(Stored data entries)
↓

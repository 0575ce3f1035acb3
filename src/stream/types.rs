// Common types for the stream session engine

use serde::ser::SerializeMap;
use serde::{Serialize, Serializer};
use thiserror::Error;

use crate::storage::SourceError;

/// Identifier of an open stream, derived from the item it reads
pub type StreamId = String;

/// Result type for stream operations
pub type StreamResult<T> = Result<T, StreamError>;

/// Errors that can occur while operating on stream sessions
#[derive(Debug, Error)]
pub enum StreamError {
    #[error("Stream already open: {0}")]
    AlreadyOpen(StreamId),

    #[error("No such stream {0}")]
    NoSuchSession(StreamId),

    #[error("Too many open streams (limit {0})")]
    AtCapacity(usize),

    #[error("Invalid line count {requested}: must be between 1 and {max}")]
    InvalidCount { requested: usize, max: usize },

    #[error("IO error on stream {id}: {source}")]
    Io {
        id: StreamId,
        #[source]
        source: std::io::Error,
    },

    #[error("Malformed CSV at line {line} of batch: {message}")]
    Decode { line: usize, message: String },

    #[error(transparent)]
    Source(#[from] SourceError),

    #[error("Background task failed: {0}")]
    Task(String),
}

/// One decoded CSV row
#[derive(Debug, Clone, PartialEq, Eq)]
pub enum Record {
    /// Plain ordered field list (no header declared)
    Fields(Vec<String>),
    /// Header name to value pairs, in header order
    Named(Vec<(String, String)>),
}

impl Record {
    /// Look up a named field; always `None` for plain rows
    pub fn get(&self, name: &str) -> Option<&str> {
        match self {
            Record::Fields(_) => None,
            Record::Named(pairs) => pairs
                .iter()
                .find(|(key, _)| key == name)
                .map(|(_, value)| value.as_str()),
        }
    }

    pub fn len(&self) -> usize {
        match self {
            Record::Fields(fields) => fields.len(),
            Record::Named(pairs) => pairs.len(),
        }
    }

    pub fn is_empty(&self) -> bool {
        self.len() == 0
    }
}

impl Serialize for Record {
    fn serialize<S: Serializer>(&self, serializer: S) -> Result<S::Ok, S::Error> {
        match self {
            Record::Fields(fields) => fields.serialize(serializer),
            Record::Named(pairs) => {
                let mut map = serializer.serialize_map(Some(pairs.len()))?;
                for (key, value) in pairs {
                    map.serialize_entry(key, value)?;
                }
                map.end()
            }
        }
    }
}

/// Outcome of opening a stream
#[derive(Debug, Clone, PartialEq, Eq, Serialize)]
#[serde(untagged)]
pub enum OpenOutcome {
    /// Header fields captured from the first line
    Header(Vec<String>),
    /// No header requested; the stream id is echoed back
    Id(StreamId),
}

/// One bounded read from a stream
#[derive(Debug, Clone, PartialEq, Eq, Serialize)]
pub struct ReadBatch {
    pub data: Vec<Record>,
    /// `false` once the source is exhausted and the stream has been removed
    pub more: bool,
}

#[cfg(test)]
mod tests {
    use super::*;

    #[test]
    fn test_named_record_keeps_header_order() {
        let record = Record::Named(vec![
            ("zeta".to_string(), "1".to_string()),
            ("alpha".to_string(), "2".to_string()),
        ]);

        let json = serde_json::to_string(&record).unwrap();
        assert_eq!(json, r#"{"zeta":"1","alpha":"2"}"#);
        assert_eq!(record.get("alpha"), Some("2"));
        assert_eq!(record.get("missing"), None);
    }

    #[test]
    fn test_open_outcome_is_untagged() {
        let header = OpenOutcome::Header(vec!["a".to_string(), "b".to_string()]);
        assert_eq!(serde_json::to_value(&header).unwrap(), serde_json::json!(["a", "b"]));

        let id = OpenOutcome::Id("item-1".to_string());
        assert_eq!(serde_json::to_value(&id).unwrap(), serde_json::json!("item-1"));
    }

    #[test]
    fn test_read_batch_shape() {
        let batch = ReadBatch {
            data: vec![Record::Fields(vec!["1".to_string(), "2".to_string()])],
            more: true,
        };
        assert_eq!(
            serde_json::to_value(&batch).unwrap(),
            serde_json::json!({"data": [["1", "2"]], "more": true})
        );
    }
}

↑
↓

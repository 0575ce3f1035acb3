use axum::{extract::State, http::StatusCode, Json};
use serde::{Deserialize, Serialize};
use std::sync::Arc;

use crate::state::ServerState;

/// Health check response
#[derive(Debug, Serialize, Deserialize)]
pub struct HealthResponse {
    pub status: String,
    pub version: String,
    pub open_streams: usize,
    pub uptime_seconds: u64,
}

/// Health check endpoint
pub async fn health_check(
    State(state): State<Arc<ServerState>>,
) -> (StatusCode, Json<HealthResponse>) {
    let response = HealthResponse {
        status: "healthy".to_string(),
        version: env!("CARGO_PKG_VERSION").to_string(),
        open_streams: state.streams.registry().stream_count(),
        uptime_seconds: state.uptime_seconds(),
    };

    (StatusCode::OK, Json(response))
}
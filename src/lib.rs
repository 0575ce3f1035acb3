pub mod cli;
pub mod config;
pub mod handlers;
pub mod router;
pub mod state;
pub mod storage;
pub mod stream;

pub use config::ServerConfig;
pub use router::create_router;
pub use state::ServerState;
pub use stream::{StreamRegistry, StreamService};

↑

What you have to do: Filter the entries down to the lines that include the string "SourceError".

The completed task:
use crate::storage::SourceError;
    Source(#[from] SourceError),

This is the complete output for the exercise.